A convenção, composta por 39 artigos, estabelece diretrizes rigorosas para o controlo de substâncias tóxicas, planos de emergência ambiental e a preservação de ecossistemas frágeis em águas internacionais. O documento compromete os países signatários a proteger e conservar o meio ambiente marinho nas áreas sob sua soberania e jurisdição, bem como a cooperar nas áreas além da jurisdição nacional que integrem a região do Atlântico Sul. A assinatura ocorreu numa altura em que o Tratado do Alto Mar, relativo à conservação da diversidade biológica marinha, entrou em vigor no início deste ano. O acordo reforça ainda o combate à pesca ilegal, promove a gestão sustentável dos recursos marinhos vivos e incentiva programas de educação ambiental e cultura oceânica.
O Ministério das Relações Exteriores do Brasil classificou a convenção como um marco significativo na proteção do meio ambiente marinho, destacando o potencial de outras áreas como defesa, cooperação técnica, cooperação jurídica e ciência, tecnologia e inovação para originar possíveis negociações de acordos entre membros interessados. A Declaração do Rio de Janeiro, adoptada pelos países membros da ZOPACAS, reafirmou o compromisso conjunto com a paz, a cooperação e o desenvolvimento sustentável no Atlântico Sul. Os Estados participantes sublinharam o direito de explorar recursos naturais nas áreas sob sua soberania ou jurisdição, mas sempre dentro de parâmetros de sustentabilidade ambiental. A iniciativa surge num contexto de crescentes tensões geopolíticas globais e da necessidade de preservar o Atlântico Sul como zona de paz.
A presidência brasileira da ZOPACAS, assumida por três anos após suceder Cabo Verde, estabeleceu como prioridade evitar que o oceano Atlântico Sul se torne palco de disputas geopolíticas externas. Durante a reunião ministerial, o chanceler brasileiro Mauro Vieira destacou a preocupação do Presidente Lula da Silva com o actual cenário internacional, marcado pelo maior número de conflitos armados desde a Segunda Guerra Mundial. A nova convenção enquadra se numa estratégia mais ampla de cooperação que inclui três áreas principais: governança oceânica, defesa e segurança marítimas, e meio ambiente e desenvolvimento sustentável. Os países membros serão estimulados a buscar mecanismos de financiamento para apoiar a implementação das ações acordadas, incluindo oportunidades oferecidas por organizações internacionais e regionais.

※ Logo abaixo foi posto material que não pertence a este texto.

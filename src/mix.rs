//! Building vectors and matrices from a mixture of scalars and smaller vectors.
//!
//! [`Vector::mix`] and [`Matrix::mix`] take a tuple whose fields are consumed from left to right.
//! A scalar contributes itself, a vector or array contributes all of its elements in order, and a
//! nested tuple contributes whatever its own fields contribute. The total number of components
//! must match the number of elements of the target exactly, which is checked at compile time.
//!
//! ```
//! # use clg::*;
//! let v: Vec4<f64> = Vector::mix((1.5, vec2(2.0, 3.0), 4.0));
//! assert_eq!(v, [1.5, 2.0, 3.0, 4.0]);
//!
//! let m = Mat2::<i32>::mix((vec2(1, 2), [3, 4]));
//! assert_eq!(m, Mat2::from_columns([vec2(1, 2), vec2(3, 4)]));
//! ```
//!
//! Supplying the wrong number of components is rejected when the constructor is instantiated:
//!
//! ```compile_fail
//! # use clg::*;
//! let v: Vec3<f32> = Vector::mix((1.0, vec3(2.0, 3.0, 4.0)));
//! ```
//!
//! [`Vector::mix`]: crate::Vector::mix
//! [`Matrix::mix`]: crate::Matrix::mix

use std::marker::PhantomData;

use crate::{Scalar, Vector};

/// Types that can contribute an ordered sequence of `T` components to a mixture constructor.
///
/// Implemented for scalars, [`Vector`]s, arrays, and tuples of up to 16 fields that implement
/// [`Components`] themselves.
pub trait Components<T> {
    /// The number of components contributed.
    const COUNT: usize;

    /// Passes every component to `sink`, from first to last.
    fn push_into<F: FnMut(T)>(self, sink: &mut F);
}

impl<T: Scalar> Components<T> for T {
    const COUNT: usize = 1;

    #[inline]
    fn push_into<F: FnMut(T)>(self, sink: &mut F) {
        sink(self);
    }
}

impl<T: Scalar, const M: usize> Components<T> for Vector<T, M> {
    const COUNT: usize = M;

    #[inline]
    fn push_into<F: FnMut(T)>(self, sink: &mut F) {
        self.into_array().into_iter().for_each(sink);
    }
}

impl<T: Scalar, const M: usize> Components<T> for [T; M] {
    const COUNT: usize = M;

    #[inline]
    fn push_into<F: FnMut(T)>(self, sink: &mut F) {
        self.into_iter().for_each(sink);
    }
}

macro_rules! tuple_components {
    ($($field:ident),+) => {
        impl<T, $($field: Components<T>),+> Components<T> for ($($field,)+) {
            const COUNT: usize = 0 $(+ <$field as Components<T>>::COUNT)+;

            #[allow(non_snake_case)]
            #[inline]
            fn push_into<F: FnMut(T)>(self, sink: &mut F) {
                let ($($field,)+) = self;
                $( $field.push_into(sink); )+
            }
        }
    };
}

tuple_components!(A);
tuple_components!(A, B);
tuple_components!(A, B, C);
tuple_components!(A, B, C, D);
tuple_components!(A, B, C, D, E);
tuple_components!(A, B, C, D, E, F0);
tuple_components!(A, B, C, D, E, F0, G);
tuple_components!(A, B, C, D, E, F0, G, H);
tuple_components!(A, B, C, D, E, F0, G, H, I);
tuple_components!(A, B, C, D, E, F0, G, H, I, J);
tuple_components!(A, B, C, D, E, F0, G, H, I, J, K);
tuple_components!(A, B, C, D, E, F0, G, H, I, J, K, L);
tuple_components!(A, B, C, D, E, F0, G, H, I, J, K, L, M);
tuple_components!(A, B, C, D, E, F0, G, H, I, J, K, L, M, N);
tuple_components!(A, B, C, D, E, F0, G, H, I, J, K, L, M, N, O);
tuple_components!(A, B, C, D, E, F0, G, H, I, J, K, L, M, N, O, P);

/// Compile-time check that `S` supplies exactly `N * M` components.
///
/// Referencing [`ExactCount::OK`] forces evaluation of the assertion when the surrounding function
/// is monomorphized.
pub(crate) struct ExactCount<T, S, const N: usize, const M: usize>(PhantomData<fn() -> (T, S)>);

impl<T, S: Components<T>, const N: usize, const M: usize> ExactCount<T, S, N, M> {
    pub(crate) const OK: () = {
        assert!(S::COUNT <= N * M, "mixture constructor got too many components");
        assert!(S::COUNT >= N * M, "mixture constructor got too few components");
    };
}

/// Feeds the components of `source` into `sink`, which receives each component's flat index.
pub(crate) fn fill<T, S, const N: usize, const M: usize>(source: S, mut sink: impl FnMut(usize, T))
where
    S: Components<T>,
{
    let () = ExactCount::<T, S, N, M>::OK;

    let mut index = 0;
    source.push_into(&mut |component| {
        sink(index, component);
        index += 1;
    });
}
//! Fixed-dimension vectors, matrices and rectangles for graphics and geometry code.
//!
//! All types in this library are small `Copy` values whose dimensions are part of their type:
//!
//! - [`Vector<T, N>`] stores `N` elements of type `T`. Aliases like [`Vec3f`], [`Point`],
//!   [`Size`] and [`Rgba8`] name common shapes, and add named accessors and packed color
//!   conversions.
//! - [`Matrix<T, C, R>`] has `C` columns and `R` rows, stored column by column so that its raw
//!   bytes can be handed to OpenGL or Direct3D. The builders in the crate root create transform
//!   and projection matrices ([`translation_3d`], [`rotation_z`], [`perspective_fov_gl`], ...).
//! - [`Rect<T, Y, I>`] is an axis-aligned rectangle whose Y axis orientation and edge inclusivity
//!   are chosen through the marker types [`StandardY`]/[`InvertedY`] and
//!   [`Closed`]/[`RightOpen`].
//!
//! Vectors and matrices can be built from a mixture of scalars and smaller vectors (see [`mix`]).
//! The element-wise kernels shared by vectors and matrices are available for raw arrays in
//! [`array`], scalar helpers in [`math`], and interpolation curves in [`interp`].
//!
//! Vectors and matrices of floats can be compared approximately with the [`approx`] crate's
//! assertions.
//!
//! # Examples
//!
//! ```
//! # use approx::assert_relative_eq;
//! # use clg::*;
//! let model = translation_3d(vec3(1.0, 0.0, 0.0)) * rotation_z(std::f32::consts::FRAC_PI_2);
//! let p = model * vec4(1.0, 0.0, 0.0, 1.0);
//! assert_relative_eq!(p, vec4(1.0, 1.0, 0.0, 1.0));
//!
//! let m = Mat2::<i32>::mix((vec2(1, 2), 3, 4));
//! assert_eq!(m.row(0), vec2(1, 3));
//! assert_eq!(m * m, Matrix::from_columns([[7, 10], [15, 22]]));
//! ```
//!
//! # Goals & Non-Goals
//!
//! - Don't support dynamically-sized vectors and matrices. The API is significantly simpler when
//!   const generics specify all dimensions, and mismatched dimensions become type errors.
//! - Support only a single, column-major, unpadded data layout for matrices and vectors.
//! - Be generic over the element type, but don't try to support non-[`Copy`] numeric types (eg.
//!   "big decimals").
//! - No determinants, inverses, quaternions or SIMD. Use a full linear algebra library for those;
//!   the optional `nalgebra` feature adds conversions to and from its fixed-size types.

pub mod array;
pub mod interp;
pub mod math;
pub mod mix;

mod matrix;
mod rect;
mod traits;
mod vector;

#[cfg(feature = "nalgebra")]
mod interop;

#[cfg(test)]
mod test;

pub use matrix::*;
pub use mix::Components;
pub use rect::*;
pub use traits::*;
pub use vector::*;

Para São Tomé e Príncipe, a adesão à convenção representa um passo crucial na protecção da sua extensa Zona Económica Exclusiva, que é 160 vezes maior que o território terrestre do arquipélago. O país tem vindo a beneficiar da cooperação bilateral com Portugal e Brasil na área da segurança marítima, sendo um dos membros fundadores do Atlantic Center, centro de cooperação sediado em Portugal que promove a capacitação de defesa da bacia do Atlântico. A posição geoestratégica de São Tomé e Príncipe no Golfo da Guiné torna o particularmente vulnerável a ameaças como a pesca ilegal, pirataria marítima e tráfico de drogas. A nova convenção permitirá ao país reforçar a sua capacidade de resposta a estas ameaças através de mecanismos de cooperação regional e partilha de informações com os restantes países signatários.
A entrada em vigor da convenção dependerá da ratificação pelos parlamentos nacionais dos países signatários, processo que deverá decorrer nos próximos meses. Especialistas em direito marítimo consideram que este acordo pode servir de modelo para outras regiões oceânicas, contribuindo para a criação de uma rede global de protecção ambiental marinha. A ZOPACAS, criada em 1986 por iniciativa do Brasil, reúne 24 países da América do Sul e da costa ocidental africana, representando cerca de meio bilião de pessoas em dois continentes. A faixa litorânea destes países totaliza aproximadamente 30 mil quilómetros quadrados, ao longo da qual se estruturam as economias, fluxos comerciais e grande parte das populações. O acordo assinado ontem reforça a visão da região como espaço de cooperação e não de competição estratégica, numa altura em que o Atlântico Sul ganha crescente relevância geopolítica internacional.